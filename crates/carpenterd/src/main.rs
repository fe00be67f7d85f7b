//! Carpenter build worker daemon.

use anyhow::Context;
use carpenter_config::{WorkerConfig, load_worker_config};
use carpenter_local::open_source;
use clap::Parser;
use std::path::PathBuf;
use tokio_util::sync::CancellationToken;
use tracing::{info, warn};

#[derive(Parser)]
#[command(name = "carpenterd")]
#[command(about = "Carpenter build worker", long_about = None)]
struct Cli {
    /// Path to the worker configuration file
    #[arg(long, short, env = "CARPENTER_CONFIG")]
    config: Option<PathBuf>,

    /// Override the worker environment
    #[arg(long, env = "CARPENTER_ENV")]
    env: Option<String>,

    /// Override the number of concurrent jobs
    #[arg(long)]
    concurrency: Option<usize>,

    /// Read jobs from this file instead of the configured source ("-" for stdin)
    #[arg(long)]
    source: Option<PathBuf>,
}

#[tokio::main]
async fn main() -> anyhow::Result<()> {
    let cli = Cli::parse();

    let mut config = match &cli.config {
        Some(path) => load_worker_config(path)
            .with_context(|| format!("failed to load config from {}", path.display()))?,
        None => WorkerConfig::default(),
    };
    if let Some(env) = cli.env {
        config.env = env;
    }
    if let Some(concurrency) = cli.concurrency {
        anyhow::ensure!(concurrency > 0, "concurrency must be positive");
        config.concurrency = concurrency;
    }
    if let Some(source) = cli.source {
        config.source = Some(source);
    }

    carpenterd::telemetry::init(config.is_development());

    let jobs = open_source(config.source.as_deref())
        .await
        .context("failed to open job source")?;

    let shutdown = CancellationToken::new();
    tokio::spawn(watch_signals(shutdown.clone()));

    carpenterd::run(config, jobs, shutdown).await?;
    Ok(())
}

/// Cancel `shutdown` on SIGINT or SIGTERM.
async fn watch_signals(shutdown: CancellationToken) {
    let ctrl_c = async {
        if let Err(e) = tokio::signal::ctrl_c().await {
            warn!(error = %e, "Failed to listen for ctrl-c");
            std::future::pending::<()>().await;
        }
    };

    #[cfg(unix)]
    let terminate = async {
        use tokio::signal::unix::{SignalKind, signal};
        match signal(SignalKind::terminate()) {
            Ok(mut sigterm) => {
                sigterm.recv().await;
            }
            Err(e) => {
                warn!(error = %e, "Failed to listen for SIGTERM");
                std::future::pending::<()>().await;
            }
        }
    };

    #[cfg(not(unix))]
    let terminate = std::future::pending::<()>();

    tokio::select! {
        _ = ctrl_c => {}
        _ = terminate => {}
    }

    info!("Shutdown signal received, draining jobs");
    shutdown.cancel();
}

:::

**TRY IT**
Starting at the line that has "#[derive(Parser)]" and ending at the line that has "the worker environment", please write out the lines above exactly, leaving out all others.

**COMPLETED TASK**
#[derive(Parser)]
#[command(name = "carpenterd")]
#[command(about = "Carpenter build worker", long_about = None)]
struct Cli {
    /// Path to the worker configuration file
    #[arg(long, short, env = "CARPENTER_CONFIG")]
    config: Option<PathBuf>,

    /// Override the worker environment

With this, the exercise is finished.